Initially, you have a 1/3 probability of having selected the car and a 2/3 probability of having selected a goat. When the host opens door No. 3 to reveal a goat, he does not change the initial odds, but he does concentrate the entire 2/3 probability onto door No. 2. This is because if you initially picked a goat (the 2/3 case), the car must be behind the remaining unopened door. By switching, you effectively claim that 2/3 probability of winning, whereas staying with your original choice traps you at the initial 1/3 odds.

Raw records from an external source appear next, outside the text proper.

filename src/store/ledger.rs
use super::error::Error;
use super::Operation;
use chrono::{DateTime, Utc};
use serde::{Deserialize, Serialize};
use std::io::{Read, Write};

/// One row of the append-only calculation ledger. Columns that do not apply
/// to an operation stay empty.
#[derive(Debug, Clone, PartialEq, Serialize, Deserialize)]
pub struct LedgerRecord {
    pub timestamp: DateTime<Utc>,
    pub operation: Operation,
    pub metal: Option<String>,
    pub input_g: Option<f64>,
    pub density_g_cm3: Option<f64>,
    pub purity_percent: Option<f64>,
    pub karats: Option<f64>,
    pub fine_gold_g: Option<f64>,
    pub addition_g: Option<f64>,
    pub total_g: Option<f64>,
    pub value: Option<f64>,
}

impl LedgerRecord {
    /// A record with every data column empty; callers fill in what the
    /// operation produced.
    pub fn new(operation: Operation, timestamp: DateTime<Utc>) -> Self {
        Self {
            timestamp,
            operation,
            metal: None,
            input_g: None,
            density_g_cm3: None,
            purity_percent: None,
            karats: None,
            fine_gold_g: None,
            addition_g: None,
            total_g: None,
            value: None,
        }
    }
}

/// Appends one record. `with_headers` must be true exactly when the
/// destination is empty so the header row is written once.
pub fn append_record<W: Write>(
    writer: W,
    record: &LedgerRecord,
    with_headers: bool,
) -> Result<(), Error> {
    let mut csv_writer = csv::WriterBuilder::new()
        .has_headers(with_headers)
        .from_writer(writer);
    csv_writer.serialize(record)?;
    csv_writer.flush()?;
    Ok(())
}

/// Reads the whole ledger. A malformed row is an error, not a skip; the
/// ledger is small and silent data loss would be worse than a complaint.
pub fn read_records<R: Read>(reader: R) -> Result<Vec<LedgerRecord>, Error> {
    let mut csv_reader = csv::ReaderBuilder::new()
        .has_headers(true)
        .from_reader(reader);
    let mut records = Vec::new();
    for row in csv_reader.deserialize() {
        let record: LedgerRecord = row?;
        records.push(record);
    }
    Ok(records)
}

#[cfg(test)]
mod tests {
    use super::*;
    use chrono::TimeZone;

    fn sample_time() -> DateTime<Utc> {
        Utc.with_ymd_and_hms(2024, 11, 5, 9, 30, 0).unwrap()
    }

    fn assay_record() -> LedgerRecord {
        let mut record = LedgerRecord::new(Operation::Assay, sample_time());
        record.metal = Some("copper".to_string());
        record.input_g = Some(19.0);
        record.density_g_cm3 = Some(19.0);
        record.purity_percent = Some(98.543385);
        record.karats = Some(23.650413);
        record.fine_gold_g = Some(18.723243);
        record
    }

    #[test]
    fn append_then_read_round_trips() {
        let mut buffer = Vec::new();
        append_record(&mut buffer, &assay_record(), true).unwrap();

        let mut raise = LedgerRecord::new(Operation::Raise, sample_time());
        raise.input_g = Some(100.0);
        raise.addition_g = Some(66.666667);
        raise.total_g = Some(166.666667);
        raise.karats = Some(18.0);
        append_record(&mut buffer, &raise, false).unwrap();

        let records = read_records(buffer.as_slice()).unwrap();
        assert_eq!(records.len(), 2);
        assert_eq!(records[0], assay_record());
        assert_eq!(records[1].operation, Operation::Raise);
        assert_eq!(records[1].metal, None);
        assert_eq!(records[1].addition_g, Some(66.666667));
    }

    #[test]
    fn header_row_is_written_once() {
        let mut buffer = Vec::new();
        append_record(&mut buffer, &assay_record(), true).unwrap();
        append_record(&mut buffer, &assay_record(), false).unwrap();
        let text = String::from_utf8(buffer).unwrap();
        assert_eq!(text.matches("timestamp,operation").count(), 1);
        assert_eq!(text.lines().count(), 3);
    }

    #[test]
    fn empty_ledger_reads_empty() {
        let records = read_records("".as_bytes()).unwrap();
        assert!(records.is_empty());
    }

    #[test]
    fn malformed_row_is_an_error() {
        let text = "timestamp,operation,metal,input_g,density_g_cm3,purity_percent,karats,fine_gold_g,addition_g,total_g,value\nnot-a-time,assay,,,,,,,,,\n";
        assert!(matches!(
            read_records(text.as_bytes()),
            Err(Error::Ledger(_))
        ));
    }
}
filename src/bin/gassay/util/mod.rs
pub mod convert;
pub mod text;
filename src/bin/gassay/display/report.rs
use gold_assay::{Inconclusive, PurityResult, Specimen};

use super::tables::{print_report, purity_bar};
use super::Context;

/// Renders the outcome of a purity resolution, shared by the weighing and
/// known-density commands. `value` carries (projected value, price per gram)
/// when a quote was available.
pub fn print_purity_report(
    ctx: Context,
    specimen: &Specimen,
    result: &PurityResult,
    value: Option<(f64, f64)>,
) {
    let mut rows: Vec<(&str, String)> = vec![
        ("Metal", specimen.impurity.to_string()),
        ("Net mass", format!("{:.3} g", specimen.total_mass_g)),
        ("Density", format!("{:.4} g/cm³", specimen.density_g_cm3)),
    ];

    match result {
        PurityResult::Conclusive(purity) => {
            rows.push(("Verdict", "conclusive".to_string()));
            if ctx.interactive {
                rows.push(("Purity", purity_bar(purity.purity_percent)));
            } else {
                rows.push(("Purity", format!("{:.4}%", purity.purity_percent)));
            }
            rows.push(("Karats", format!("{:.2} K", purity.karats)));
            rows.push(("Fine gold", format!("{:.3} g", purity.pure_gold_mass_g)));

            if let Some((value, price)) = value {
                rows.push(("Est. value", format!("{:.2} @ {:.2}/g", value, price)));
            }
        }

        PurityResult::Inconclusive(Inconclusive::DensityOutOfRange {
            lower_g_cm3,
            upper_g_cm3,
            ..
        }) => {
            rows.push(("Verdict", "inconclusive".to_string()));
            rows.push((
                "Valid range",
                format!("[{:.4}, {:.4}] g/cm³", lower_g_cm3, upper_g_cm3),
            ));
        }

        PurityResult::Inconclusive(reason) => {
            rows.push(("Verdict", "inconclusive".to_string()));
            rows.push(("Reason", reason.to_string()));
        }
    }

    print_report(ctx, "Assay Report", &rows);
}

Therefore, switching doubles your chances of winning the car.

MiniMax M2.5

Vote: Yes

This is the famous Monty Hall problem. Initially, you have a 1/3 chance of picking the car and a 2/3 chance of picking a goat. When you choose door 1, there are three equally likely scenarios: the car is behind door 1 (1/3), door 2 (1/3), or door 3 (1/3). The host opens door 3, which has a goat. If the car was behind door 1 (your initial choice), the host could open either door 2 or 3 - either way, switching loses. If the car was behind door 2, the host must open door 3 - switching wins. If the car was behind door 3, the host cannot open door 3 - this case is impossible. So when you switch, you win in 2 out of 3 scenarios (when the car is behind door 2). Staying only wins in 1 out of 3 scenarios. Therefore, switching gives you a 2/3 probability of winning versus 1/3 for staying.

Final Summary

The AI Roundtable achieved total mathematical synchronicity, with all six models immediately identifying the notorious Monty Hall problem and concluding that switching is the only logical choice. GPT-5.4, Claude Sonnet 4.6, and Gemini 3.1 Pro dismantled the common '50/50' fallacy by highlighting how the host’s insider knowledge shifts the initial 2/3 probability of being wrong onto the single remaining door.

All 6 models agreed on "Yes" after discussion

Strongest Arguments

• Yes: Switching wins in 2 out of 3 scenarios: if you initially picked a goat (which happens 2/3 of the time), the host is forced to reveal the only other goat, meaning the remaining door must contain the car.